Stored data:
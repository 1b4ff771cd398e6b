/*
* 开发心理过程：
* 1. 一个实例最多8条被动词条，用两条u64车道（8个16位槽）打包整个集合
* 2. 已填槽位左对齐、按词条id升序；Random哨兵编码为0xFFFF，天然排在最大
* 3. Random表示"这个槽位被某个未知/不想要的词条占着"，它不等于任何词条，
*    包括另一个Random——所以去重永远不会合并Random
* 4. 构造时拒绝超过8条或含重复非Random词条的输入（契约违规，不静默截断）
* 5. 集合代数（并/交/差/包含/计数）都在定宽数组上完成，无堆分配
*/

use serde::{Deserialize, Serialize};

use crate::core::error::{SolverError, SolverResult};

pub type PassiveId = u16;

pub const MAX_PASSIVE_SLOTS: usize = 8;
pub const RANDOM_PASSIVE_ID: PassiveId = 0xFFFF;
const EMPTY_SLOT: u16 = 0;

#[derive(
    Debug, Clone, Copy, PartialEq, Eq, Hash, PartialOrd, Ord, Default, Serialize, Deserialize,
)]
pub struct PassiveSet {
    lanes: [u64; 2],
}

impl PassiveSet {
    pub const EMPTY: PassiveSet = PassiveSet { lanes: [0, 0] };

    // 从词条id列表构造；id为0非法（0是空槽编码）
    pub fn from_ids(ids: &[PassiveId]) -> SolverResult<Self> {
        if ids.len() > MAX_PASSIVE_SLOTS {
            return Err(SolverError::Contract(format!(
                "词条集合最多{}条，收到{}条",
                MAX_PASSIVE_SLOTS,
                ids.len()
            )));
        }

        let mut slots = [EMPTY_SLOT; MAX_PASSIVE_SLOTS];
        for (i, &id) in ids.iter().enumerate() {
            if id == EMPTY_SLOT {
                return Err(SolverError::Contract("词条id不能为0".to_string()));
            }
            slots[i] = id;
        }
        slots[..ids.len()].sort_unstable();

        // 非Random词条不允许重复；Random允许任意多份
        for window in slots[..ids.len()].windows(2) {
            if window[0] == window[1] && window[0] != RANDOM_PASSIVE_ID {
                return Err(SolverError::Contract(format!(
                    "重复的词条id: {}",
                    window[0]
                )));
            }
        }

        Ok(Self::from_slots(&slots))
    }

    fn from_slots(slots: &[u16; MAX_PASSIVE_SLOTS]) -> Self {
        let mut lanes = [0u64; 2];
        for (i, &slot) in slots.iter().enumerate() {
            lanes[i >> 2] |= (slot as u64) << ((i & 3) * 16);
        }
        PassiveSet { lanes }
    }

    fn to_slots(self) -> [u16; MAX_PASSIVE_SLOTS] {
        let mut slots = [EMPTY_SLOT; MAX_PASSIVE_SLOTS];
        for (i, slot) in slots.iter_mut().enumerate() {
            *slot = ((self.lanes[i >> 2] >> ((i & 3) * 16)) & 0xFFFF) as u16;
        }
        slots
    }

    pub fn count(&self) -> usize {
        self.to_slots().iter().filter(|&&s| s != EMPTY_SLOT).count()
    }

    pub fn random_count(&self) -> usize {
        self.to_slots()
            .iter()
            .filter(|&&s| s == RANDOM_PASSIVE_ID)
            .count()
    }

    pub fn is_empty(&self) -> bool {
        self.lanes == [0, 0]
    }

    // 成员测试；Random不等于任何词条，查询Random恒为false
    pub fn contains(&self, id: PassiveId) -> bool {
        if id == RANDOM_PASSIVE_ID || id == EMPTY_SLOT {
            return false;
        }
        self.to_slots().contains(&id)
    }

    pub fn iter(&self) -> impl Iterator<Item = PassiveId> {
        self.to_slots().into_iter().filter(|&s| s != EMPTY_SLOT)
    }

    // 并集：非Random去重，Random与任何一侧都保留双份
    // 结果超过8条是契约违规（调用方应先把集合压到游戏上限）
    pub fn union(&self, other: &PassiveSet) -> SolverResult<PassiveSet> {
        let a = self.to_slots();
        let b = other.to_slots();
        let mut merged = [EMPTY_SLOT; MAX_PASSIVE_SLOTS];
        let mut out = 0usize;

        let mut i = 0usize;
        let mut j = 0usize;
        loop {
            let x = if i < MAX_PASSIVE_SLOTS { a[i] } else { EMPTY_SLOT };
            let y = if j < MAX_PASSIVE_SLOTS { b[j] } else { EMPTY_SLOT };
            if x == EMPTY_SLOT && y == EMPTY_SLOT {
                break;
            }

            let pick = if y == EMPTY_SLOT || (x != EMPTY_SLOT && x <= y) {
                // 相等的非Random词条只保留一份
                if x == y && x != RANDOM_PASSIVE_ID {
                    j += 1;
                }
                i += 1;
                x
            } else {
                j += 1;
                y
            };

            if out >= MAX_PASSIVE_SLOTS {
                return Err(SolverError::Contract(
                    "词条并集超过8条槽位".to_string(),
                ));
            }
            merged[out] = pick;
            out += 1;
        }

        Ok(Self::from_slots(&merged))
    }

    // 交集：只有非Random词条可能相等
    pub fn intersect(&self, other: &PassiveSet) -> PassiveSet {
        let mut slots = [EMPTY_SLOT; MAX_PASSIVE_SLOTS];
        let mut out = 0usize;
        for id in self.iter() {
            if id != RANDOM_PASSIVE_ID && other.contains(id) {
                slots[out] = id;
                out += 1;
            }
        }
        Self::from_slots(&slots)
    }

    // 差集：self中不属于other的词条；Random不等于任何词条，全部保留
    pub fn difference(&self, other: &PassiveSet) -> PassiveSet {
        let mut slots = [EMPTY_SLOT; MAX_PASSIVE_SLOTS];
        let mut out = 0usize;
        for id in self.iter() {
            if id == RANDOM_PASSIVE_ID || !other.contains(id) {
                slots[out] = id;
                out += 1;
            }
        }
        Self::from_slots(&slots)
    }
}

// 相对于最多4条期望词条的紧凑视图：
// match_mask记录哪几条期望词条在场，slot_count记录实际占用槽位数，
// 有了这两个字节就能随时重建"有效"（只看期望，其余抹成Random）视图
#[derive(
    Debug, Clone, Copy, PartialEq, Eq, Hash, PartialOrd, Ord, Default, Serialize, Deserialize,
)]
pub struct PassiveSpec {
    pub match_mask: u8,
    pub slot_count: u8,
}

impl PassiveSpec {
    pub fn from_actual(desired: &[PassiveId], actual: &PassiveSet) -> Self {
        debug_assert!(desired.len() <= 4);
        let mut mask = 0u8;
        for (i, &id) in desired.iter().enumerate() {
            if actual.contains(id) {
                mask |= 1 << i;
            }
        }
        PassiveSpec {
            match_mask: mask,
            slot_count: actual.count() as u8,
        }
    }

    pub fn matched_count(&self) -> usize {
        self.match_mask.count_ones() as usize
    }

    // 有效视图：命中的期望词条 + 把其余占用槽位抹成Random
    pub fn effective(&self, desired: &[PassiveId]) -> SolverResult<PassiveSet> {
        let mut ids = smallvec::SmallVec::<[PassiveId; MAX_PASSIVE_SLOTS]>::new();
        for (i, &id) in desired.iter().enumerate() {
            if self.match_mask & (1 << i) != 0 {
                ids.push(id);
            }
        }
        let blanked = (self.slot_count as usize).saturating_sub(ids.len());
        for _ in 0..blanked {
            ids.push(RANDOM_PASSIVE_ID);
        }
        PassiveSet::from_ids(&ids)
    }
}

---

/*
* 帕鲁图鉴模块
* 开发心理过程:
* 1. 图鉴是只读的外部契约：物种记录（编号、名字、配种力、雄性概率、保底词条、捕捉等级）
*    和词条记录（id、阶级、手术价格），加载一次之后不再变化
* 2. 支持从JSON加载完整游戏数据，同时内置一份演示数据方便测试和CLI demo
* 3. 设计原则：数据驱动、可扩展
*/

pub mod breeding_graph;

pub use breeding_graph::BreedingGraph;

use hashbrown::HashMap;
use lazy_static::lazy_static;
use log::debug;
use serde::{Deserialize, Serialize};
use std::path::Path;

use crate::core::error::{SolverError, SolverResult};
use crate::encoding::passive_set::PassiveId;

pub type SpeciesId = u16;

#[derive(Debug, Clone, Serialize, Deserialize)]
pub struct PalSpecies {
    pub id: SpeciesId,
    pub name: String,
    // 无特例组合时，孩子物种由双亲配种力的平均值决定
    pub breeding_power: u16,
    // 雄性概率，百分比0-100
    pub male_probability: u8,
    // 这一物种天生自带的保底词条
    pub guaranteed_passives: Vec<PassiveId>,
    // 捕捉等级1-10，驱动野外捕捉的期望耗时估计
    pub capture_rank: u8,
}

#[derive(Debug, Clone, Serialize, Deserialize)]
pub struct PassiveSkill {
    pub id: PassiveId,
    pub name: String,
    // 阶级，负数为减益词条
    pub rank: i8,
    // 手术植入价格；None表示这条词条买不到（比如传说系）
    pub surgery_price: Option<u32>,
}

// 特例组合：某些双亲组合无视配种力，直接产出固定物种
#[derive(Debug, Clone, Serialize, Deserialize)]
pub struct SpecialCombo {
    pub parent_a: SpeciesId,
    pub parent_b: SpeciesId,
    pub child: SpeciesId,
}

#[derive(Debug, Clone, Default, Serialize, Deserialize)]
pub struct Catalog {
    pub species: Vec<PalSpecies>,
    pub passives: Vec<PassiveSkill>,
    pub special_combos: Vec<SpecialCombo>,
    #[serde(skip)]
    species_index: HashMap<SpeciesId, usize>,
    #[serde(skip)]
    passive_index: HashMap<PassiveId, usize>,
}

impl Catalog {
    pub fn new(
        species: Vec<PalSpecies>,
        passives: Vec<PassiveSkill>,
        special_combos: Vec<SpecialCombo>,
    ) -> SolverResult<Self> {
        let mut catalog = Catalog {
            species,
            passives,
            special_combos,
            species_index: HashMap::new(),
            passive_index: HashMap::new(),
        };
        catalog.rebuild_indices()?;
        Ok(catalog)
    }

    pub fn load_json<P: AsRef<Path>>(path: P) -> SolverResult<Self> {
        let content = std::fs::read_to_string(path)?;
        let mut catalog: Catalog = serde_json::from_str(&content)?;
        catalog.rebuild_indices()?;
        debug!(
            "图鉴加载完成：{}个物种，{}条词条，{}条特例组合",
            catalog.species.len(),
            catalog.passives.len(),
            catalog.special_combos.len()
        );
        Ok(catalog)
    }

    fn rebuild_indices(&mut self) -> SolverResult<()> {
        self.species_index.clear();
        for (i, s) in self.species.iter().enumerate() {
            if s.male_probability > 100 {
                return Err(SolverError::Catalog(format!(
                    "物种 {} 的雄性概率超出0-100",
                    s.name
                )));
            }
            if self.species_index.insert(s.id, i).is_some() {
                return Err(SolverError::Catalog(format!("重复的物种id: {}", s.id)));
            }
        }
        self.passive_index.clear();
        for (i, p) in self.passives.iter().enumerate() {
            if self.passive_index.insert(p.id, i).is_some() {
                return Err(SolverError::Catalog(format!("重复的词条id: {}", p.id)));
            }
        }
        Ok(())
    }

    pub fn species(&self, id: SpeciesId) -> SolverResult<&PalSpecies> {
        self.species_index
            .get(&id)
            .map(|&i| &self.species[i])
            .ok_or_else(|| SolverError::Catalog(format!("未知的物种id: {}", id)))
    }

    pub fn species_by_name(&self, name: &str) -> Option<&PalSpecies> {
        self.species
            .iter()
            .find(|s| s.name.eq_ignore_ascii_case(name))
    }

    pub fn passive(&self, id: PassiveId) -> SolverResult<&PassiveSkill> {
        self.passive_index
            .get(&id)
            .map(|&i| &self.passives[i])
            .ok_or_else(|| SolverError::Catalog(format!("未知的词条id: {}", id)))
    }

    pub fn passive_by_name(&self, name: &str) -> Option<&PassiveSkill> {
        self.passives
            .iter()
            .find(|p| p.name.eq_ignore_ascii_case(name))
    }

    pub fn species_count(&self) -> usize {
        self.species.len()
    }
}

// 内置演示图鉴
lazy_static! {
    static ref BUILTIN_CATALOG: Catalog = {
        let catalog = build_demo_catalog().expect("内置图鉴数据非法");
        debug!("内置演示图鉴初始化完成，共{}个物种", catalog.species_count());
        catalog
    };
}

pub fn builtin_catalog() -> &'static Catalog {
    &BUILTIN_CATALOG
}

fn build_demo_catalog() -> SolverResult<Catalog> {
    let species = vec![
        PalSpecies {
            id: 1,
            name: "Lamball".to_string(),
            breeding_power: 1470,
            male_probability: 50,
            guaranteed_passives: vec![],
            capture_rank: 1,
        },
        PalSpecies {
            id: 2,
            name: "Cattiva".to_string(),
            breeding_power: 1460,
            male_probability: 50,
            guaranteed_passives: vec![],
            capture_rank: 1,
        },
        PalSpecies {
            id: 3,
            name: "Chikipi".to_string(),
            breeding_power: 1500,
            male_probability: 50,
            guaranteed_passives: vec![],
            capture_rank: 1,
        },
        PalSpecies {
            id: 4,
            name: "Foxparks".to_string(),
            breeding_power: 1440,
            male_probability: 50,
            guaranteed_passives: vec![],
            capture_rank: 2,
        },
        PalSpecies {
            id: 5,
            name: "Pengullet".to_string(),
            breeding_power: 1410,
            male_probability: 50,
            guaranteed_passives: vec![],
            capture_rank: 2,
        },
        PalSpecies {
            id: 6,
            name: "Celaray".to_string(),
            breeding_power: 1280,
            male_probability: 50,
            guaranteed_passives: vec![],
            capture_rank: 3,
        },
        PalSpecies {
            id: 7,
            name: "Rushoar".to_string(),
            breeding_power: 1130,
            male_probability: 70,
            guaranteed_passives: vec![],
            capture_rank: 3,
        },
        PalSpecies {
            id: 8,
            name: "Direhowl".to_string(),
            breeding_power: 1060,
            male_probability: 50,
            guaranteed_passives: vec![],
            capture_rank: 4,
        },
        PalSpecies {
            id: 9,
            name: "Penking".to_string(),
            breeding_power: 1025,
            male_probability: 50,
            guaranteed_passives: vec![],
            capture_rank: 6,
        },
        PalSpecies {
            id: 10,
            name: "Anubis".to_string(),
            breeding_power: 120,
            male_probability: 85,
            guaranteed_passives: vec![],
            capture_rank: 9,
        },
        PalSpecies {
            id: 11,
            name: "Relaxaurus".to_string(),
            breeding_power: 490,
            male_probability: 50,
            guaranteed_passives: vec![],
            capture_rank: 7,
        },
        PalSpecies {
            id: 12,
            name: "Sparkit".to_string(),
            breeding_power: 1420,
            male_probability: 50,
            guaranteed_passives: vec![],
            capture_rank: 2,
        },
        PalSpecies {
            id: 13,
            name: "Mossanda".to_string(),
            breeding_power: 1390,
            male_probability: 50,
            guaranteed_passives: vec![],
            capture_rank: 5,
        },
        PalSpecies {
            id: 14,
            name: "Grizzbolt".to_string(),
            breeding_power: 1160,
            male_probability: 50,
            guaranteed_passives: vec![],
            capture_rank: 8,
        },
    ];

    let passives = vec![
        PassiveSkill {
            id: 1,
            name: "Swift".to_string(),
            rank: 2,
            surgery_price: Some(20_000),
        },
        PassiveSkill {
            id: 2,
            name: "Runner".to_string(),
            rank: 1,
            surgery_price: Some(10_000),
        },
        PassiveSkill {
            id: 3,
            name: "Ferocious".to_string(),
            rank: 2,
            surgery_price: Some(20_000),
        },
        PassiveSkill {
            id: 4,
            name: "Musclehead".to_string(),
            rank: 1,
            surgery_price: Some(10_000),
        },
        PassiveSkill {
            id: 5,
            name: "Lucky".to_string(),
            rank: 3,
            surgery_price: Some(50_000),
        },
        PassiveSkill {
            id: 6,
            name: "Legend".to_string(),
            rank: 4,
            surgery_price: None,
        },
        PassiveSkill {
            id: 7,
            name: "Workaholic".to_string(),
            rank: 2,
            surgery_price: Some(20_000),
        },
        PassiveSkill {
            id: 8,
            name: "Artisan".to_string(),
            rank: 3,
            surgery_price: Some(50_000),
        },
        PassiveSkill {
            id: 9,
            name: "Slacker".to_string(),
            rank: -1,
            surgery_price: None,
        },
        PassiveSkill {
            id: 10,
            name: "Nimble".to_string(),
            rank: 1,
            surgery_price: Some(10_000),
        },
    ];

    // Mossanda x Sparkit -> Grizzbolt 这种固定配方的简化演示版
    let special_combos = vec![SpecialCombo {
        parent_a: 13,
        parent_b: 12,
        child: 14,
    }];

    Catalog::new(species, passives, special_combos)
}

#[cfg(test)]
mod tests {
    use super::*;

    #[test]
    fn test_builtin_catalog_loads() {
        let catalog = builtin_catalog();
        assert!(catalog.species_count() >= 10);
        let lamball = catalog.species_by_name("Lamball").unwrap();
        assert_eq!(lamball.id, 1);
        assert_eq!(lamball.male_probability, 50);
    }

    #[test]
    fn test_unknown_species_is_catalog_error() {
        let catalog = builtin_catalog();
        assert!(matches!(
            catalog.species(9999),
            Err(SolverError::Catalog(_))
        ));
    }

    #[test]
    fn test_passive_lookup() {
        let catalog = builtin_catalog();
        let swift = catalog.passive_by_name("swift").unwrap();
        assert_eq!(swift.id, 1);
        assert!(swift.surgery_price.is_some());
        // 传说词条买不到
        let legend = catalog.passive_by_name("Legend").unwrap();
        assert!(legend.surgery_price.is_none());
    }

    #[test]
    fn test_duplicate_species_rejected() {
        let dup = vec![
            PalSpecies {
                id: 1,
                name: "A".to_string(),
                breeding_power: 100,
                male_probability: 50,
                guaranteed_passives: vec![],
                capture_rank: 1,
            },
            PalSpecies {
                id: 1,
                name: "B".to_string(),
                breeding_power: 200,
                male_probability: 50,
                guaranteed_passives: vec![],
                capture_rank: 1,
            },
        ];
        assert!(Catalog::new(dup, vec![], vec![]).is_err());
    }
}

## EXERCISE
Above are the records; copy each line from them that includes the string "struct".

## SOLUTION TO THIS TASK
pub struct PassiveSet {
pub struct PassiveSpec {
pub struct PalSpecies {
pub struct PassiveSkill {
pub struct SpecialCombo {
pub struct Catalog {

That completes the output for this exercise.